# Black racer not eating



## CaptainDribsong (Oct 12, 2009)

I've had this baby black racer for about a week now, and she refuses to eat anything I give her. I'm hoping she just isn't hungry yet, and she'll eat normally soon. How often should I attempt to feed her again?

EDIT: Just for the heck of it, here are some pics.


----------



## UrbanJungles (Oct 12, 2009)

Since it's a recent WC she's probably "shutting down" for the winter and preparing to brumate.


----------



## loxoscelesfear (Oct 12, 2009)

For juvenile racers try scenting pinkies w/ frogs or toads.  If it is kept warm no reason it should refuse food.  The main thing here is the fact that it's a racer.  Racers are very active and nervous snakes that often do not adjust well to captivity.


----------



## CaptainDribsong (Oct 12, 2009)

She does spend a lot of time on or near her heat rock, and is very active. Not nearly as nervous as she was the day I caught her. Before she would bolt away or bite and tear back, now she's very calm when I handle her.

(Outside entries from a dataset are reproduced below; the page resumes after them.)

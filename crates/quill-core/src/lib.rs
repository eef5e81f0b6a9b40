//! Quill Core
//!
//! Draft sessions over immutable value trees: mutate a draft with ordinary
//! reads and writes, get back a new tree that shares every untouched
//! subtree with the original.
//!
//! # Core Concepts
//!
//! - [`Value`] / [`Node`]: dynamic tree with reference identity
//! - [`Producer`]: runs a recipe against a draft and commits the result
//! - [`DraftHandle`], [`ObjectDraft`], [`ArrayDraft`]: revocable draft facades
//! - [`Scope`]: one mutation session and the drafts it owns
//! - [`Plugins`]: patch generation, compatibility shim and container drafters
//!
//! # Example
//!
//! ```rust,ignore
//! use quill_core::{Node, Producer};
//!
//! let base = Node::object_from([("count", 1)]);
//! let next = Producer::new().produce(base.clone(), |draft| {
//!     draft.as_object_draft()?.set("count", 2)?;
//!     Ok(())
//! })?;
//!
//! // base is untouched; next is a new, frozen object
//! ```

mod arena;
mod config;
mod draft;
mod error;
mod finalize;
mod freeze;
mod patch;
mod path;
mod plugins;
mod producer;
mod propagate;
mod runtime;
mod scope;

/// Value model
pub mod value;

pub use config::{EngineConfig, InterceptionMode};
pub use draft::{register_draft, ArrayDraft, Assignment, DraftHandle, DraftInfo, ObjectDraft};
pub use error::DraftError;
pub use patch::{DraftView, Patch, PatchGenerator, PatchOp};
pub use path::{PatchPath, PathError};
pub use plugins::{CompatShim, ContainerDrafter, Plugins};
pub use producer::{is_draft, original, Outcome, Produced, Producer};
pub use scope::{PatchListener, Scope};
pub use value::{is_draftable, same_value, Node, NodeKind, PropKey, Prototype, Value};

/// Version of this crate
pub const VERSION: &str = env!("CARGO_PKG_VERSION");
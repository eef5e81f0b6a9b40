use pretty_assertions::assert_eq;
use quill_core::{is_draft, DraftError, Node, Outcome, PropKey, Producer, Prototype, Scope, Value};
use quill_test_utils::{child, node, nested_state, to_json, todo_list, unfrozen_producer};
use serde_json::json;
use std::panic::{catch_unwind, AssertUnwindSafe};
use std::sync::Arc;

#[test]
fn test_replace_after_mutation_conflicts() {
    let err = Producer::new()
        .produce(nested_state(), |draft| {
            draft.as_object_draft()?.get_object("meta")?.set("version", 2)?;
            Ok(Value::from(json!({"other": true})))
        })
        .unwrap_err();
    assert_eq!(err, DraftError::ConflictingCommit);
    assert!(err.is_usage_error());
}

#[test]
fn test_replace_without_mutation_is_allowed() {
    let result = Producer::new()
        .produce(nested_state(), |_| Ok(Value::from(json!({"other": true}))))
        .unwrap()
        .unwrap();
    assert_eq!(to_json(&result), json!({"other": true}));
    assert!(result.is_frozen());
}

#[test]
fn test_recipe_error_revokes_every_draft() {
    let mut leaked = Vec::new();
    let err = Producer::new()
        .produce(nested_state(), |draft| {
            let root = draft.as_object_draft()?;
            leaked.push(root.handle());
            leaked.push(root.get_object("user")?.handle());
            root.set("meta", 1)?;
            Err::<(), _>(DraftError::recipe("validation failed"))
        })
        .unwrap_err();

    assert_eq!(err, DraftError::Recipe("validation failed".into()));
    for handle in leaked {
        assert!(handle.is_revoked());
        assert_eq!(handle.get("anything"), Err(DraftError::Revoked));
        assert!(DraftError::Revoked.is_stale_access());
    }
    assert_eq!(Scope::current(), Err(DraftError::NoActiveSession));
}

#[test]
fn test_panicking_recipe_revokes_its_session() {
    let producer = Producer::new();
    let mut leaked = None;
    let caught = catch_unwind(AssertUnwindSafe(|| {
        producer.produce(nested_state(), |draft| -> Result<(), DraftError> {
            let root = draft.as_object_draft()?;
            root.set("meta", 1)?;
            leaked = Some(root.get_object("user")?.handle());
            panic!("recipe bug")
        })
    }));

    assert!(caught.is_err());
    assert!(leaked.unwrap().is_revoked());
    assert_eq!(Scope::current(), Err(DraftError::NoActiveSession));

    let result = producer
        .produce(Node::object(), |draft| {
            draft.as_object_draft()?.set("x", Node::object_from([("y", Node::object())]))
        })
        .unwrap()
        .unwrap();
    let x = child(&node(&result), "x");
    assert!(x.is_frozen());
    assert!(child(&x, "y").is_frozen());
}

#[test]
fn test_handles_do_not_resolve_on_other_threads() {
    let producer = Producer::new();
    let draft = producer.create_draft(Value::from(json!({"n": 1}))).unwrap();

    std::thread::spawn(move || {
        let producer = Producer::new();
        let local = producer.create_draft(Value::from(json!({"n": 2}))).unwrap();
        assert_eq!(draft.get("n"), Err(DraftError::Revoked));
        assert_eq!(draft.set("n", 3), Err(DraftError::Revoked));
        assert!(!is_draft(&Value::Draft(draft)));
        assert_eq!(producer.finish_draft(draft, None), Err(DraftError::AlreadyFinalized));
        assert_eq!(local.get("n"), Ok(Value::from(2)));
        producer.finish_draft(local, None).unwrap();
    })
    .join()
    .unwrap();

    assert_eq!(draft.get("n"), Ok(Value::from(1)));
    let result = producer.finish_draft(draft, None).unwrap().unwrap();
    assert_eq!(to_json(&result), json!({"n": 1}));
}

#[test]
fn test_base_is_untouched_after_failed_recipe() {
    let base = nested_state();
    let before = to_json(&base);
    let _ = Producer::new().produce(base.clone(), |draft| {
        draft.as_object_draft()?.get_object("user")?.delete("profile")?;
        Err::<(), _>(DraftError::recipe("abort"))
    });
    assert_eq!(to_json(&base), before);
    assert!(!base.is_frozen());
}

#[test]
fn test_array_key_and_length_validation() {
    Producer::new()
        .produce(todo_list(), |draft| {
            let handle = draft.as_draft().ok_or(DraftError::EmptySession)?;
            assert_eq!(handle.set("first", 1), Err(DraftError::InvalidArrayKey("first".into())));
            assert_eq!(handle.delete("x"), Err(DraftError::InvalidArrayKey("x".into())));
            assert!(matches!(
                handle.set(PropKey::length(), -1),
                Err(DraftError::InvalidArrayLength(_))
            ));
            assert!(matches!(
                handle.set(PropKey::length(), 1.5),
                Err(DraftError::InvalidArrayLength(_))
            ));
            assert!(matches!(
                handle.delete(PropKey::length()),
                Err(DraftError::UnsupportedOperation(_))
            ));
            assert!(handle.get("1")?.is_draft());
            assert_eq!(handle.get(PropKey::length())?, Value::from(2));
            Ok(())
        })
        .unwrap();
}

#[test]
fn test_array_growth_is_bounded() {
    let base = todo_list();
    let result = Producer::new()
        .produce(base.clone(), |draft| {
            let handle = draft.as_draft().ok_or(DraftError::EmptySession)?;
            assert_eq!(
                handle.set(usize::MAX, 1),
                Err(DraftError::InvalidArrayKey(usize::MAX.to_string()))
            );
            assert!(matches!(
                handle.set("4294967295", 1),
                Err(DraftError::InvalidArrayKey(_))
            ));
            assert!(matches!(
                handle.set(PropKey::length(), 1e300),
                Err(DraftError::InvalidArrayLength(_))
            ));
            assert!(matches!(
                handle.set(PropKey::length(), 4_294_967_296.0),
                Err(DraftError::InvalidArrayLength(_))
            ));
            assert_eq!(handle.get(PropKey::length())?, Value::from(2));
            Ok(())
        })
        .unwrap()
        .unwrap();
    assert!(Node::ptr_eq(&node(&result), &node(&base)));
}

#[test]
fn test_array_length_truncates_and_extends() {
    let result = Producer::new()
        .produce(Value::from(json!([1, 2, 3])), |draft| {
            let items = draft.as_array_draft()?;
            items.set_len(1)?;
            items.set_len(3)?;
            items.delete(0)
        })
        .unwrap()
        .unwrap();
    assert_eq!(to_json(&result), json!([null, null, null]));
}

#[test]
fn test_unsupported_draft_operations() {
    Producer::new()
        .produce(Node::object(), |draft| {
            let handle = draft.as_draft().ok_or(DraftError::EmptySession)?;
            assert!(matches!(
                handle.define_property("x"),
                Err(DraftError::UnsupportedOperation(_))
            ));
            assert!(matches!(
                handle.set_prototype(Some(Arc::new(Prototype::new("Other")))),
                Err(DraftError::UnsupportedOperation(_))
            ));
            Ok(())
        })
        .unwrap();
}

#[test]
fn test_manual_draft_misuse() {
    let producer = Producer::new();
    assert!(matches!(producer.create_draft(3), Err(DraftError::KindMismatch { .. })));

    let opaque = Node::instance(Arc::new(Prototype::opaque("Clock")), [("tick", 1)]);
    assert!(matches!(producer.create_draft(opaque), Err(DraftError::KindMismatch { .. })));

    let draft = producer.create_draft(Node::object()).unwrap();
    assert!(is_draft(&Value::Draft(draft)));
    producer.finish_draft(draft, None).unwrap();
    assert_eq!(producer.finish_draft(draft, None), Err(DraftError::AlreadyFinalized));
    assert!(draft.is_revoked());
}

#[test]
fn test_frozen_results_reject_mutation_until_redrafted() {
    let result = Producer::new()
        .produce(Value::from(json!({"a": {"b": 1}})), |draft| {
            draft.as_object_draft()?.get_object("a")?.set("b", 2)
        })
        .unwrap()
        .unwrap();
    let a = node(&result).get("a").unwrap();
    assert_eq!(node(&a).insert("b", 3), Err(DraftError::FrozenValue));

    let again = Producer::new()
        .produce(result.clone(), |draft| draft.as_object_draft()?.get_object("a")?.set("b", 3))
        .unwrap()
        .unwrap();
    assert_eq!(to_json(&again), json!({"a": {"b": 3}}));
    assert_eq!(to_json(&result), json!({"a": {"b": 2}}));
}

#[test]
fn test_auto_freeze_disabled_results_stay_mutable() {
    let result = unfrozen_producer()
        .produce(Value::from(json!({"a": {"b": 1}})), |draft| {
            draft.as_object_draft()?.get_object("a")?.set("b", 2)
        })
        .unwrap()
        .unwrap();
    let a = node(&node(&result).get("a").unwrap());
    assert_eq!(a.insert("b", 9), Ok(Some(Value::from(2))));
}

#[test]
fn test_recipe_returning_nothing_then_value_kinds() {
    let producer = Producer::new();
    assert_eq!(producer.produce(nested_state(), |_| Ok(Outcome::Nothing)).unwrap(), None);
    assert_eq!(producer.produce(nested_state(), |_| Ok(Value::Null)).unwrap(), Some(Value::Null));
}

#[test]
fn test_facade_kind_mismatch() {
    let err = Producer::new()
        .produce(todo_list(), |draft| draft.as_object_draft().map(|_| ()))
        .unwrap_err();
    assert_eq!(err, DraftError::kind_mismatch("object", "array"));
}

I will try scenting pinkies with toads. Aside from not eating she seems perfectly healthy, and hopefully she'll stay that way. Thanks for the replies!


----------



## pitbulllady (Oct 12, 2009)

The vast majority of Southern Black Racer juveniles I've caught, or hatched, have been lizard eaters, mainly feeding on Six-Lined Race Runners or Anoles.  Even adults can be iffy feeders in captivity, and it's a rare gem that will readily take frozen-thawed rodents that aren't scented with lizards or another snake.  These are high-strung snakes, and like Coachwhips, they really need a hide and warm temperatures.  They are diurnal, unlike most snakes, and often refuse to feed at night, period.  You can try scenting a live pinkie with a lizard, or if that doesn't work, try a tree frog, as these snakes are also very movement-oriented.  If you can get her to eat a live pinkie, try a scented f/t pinkie and wriggle it with forceps.

pitbulllady


----------



## UrbanJungles (Oct 12, 2009)

Just like the previous poster says, this species benefits from high basking temperatures with the caveat that they can retreat to relatively cooler areas.  For this reason, and because they are a bit nervous you should house it in the largest cage you possibly can.  They are very sight-oriented predators and scuttling lizards are hardly refused when they are up to a certain temperature.


----------



## CaptainDribsong (Oct 12, 2009)

She's currently in a 25-gallon terrarium with aspen bedding to burrow in, and a heat rock she can bask on or hide under. She's made a bunch of tunnels in the bedding. If she won't take scented pinkies or toads, I'll put in a few anoles. They're a bit trickier to catch, but if I could catch the black racer, certainly a few anoles won't be too tough.


----------



## UrbanJungles (Oct 12, 2009)

CaptainDribsong said:


> She's currently in a 25-gallon terrarium with aspen bedding to burrow in, and a heat rock she can bask on or hide under. She's made a bunch of tunnels in the bedding. If she won't take scented pinkies or toads, I'll put in a few anoles. They're a bit trickier to catch, but if I could catch the black racer, certainly a few anoles won't be too tough.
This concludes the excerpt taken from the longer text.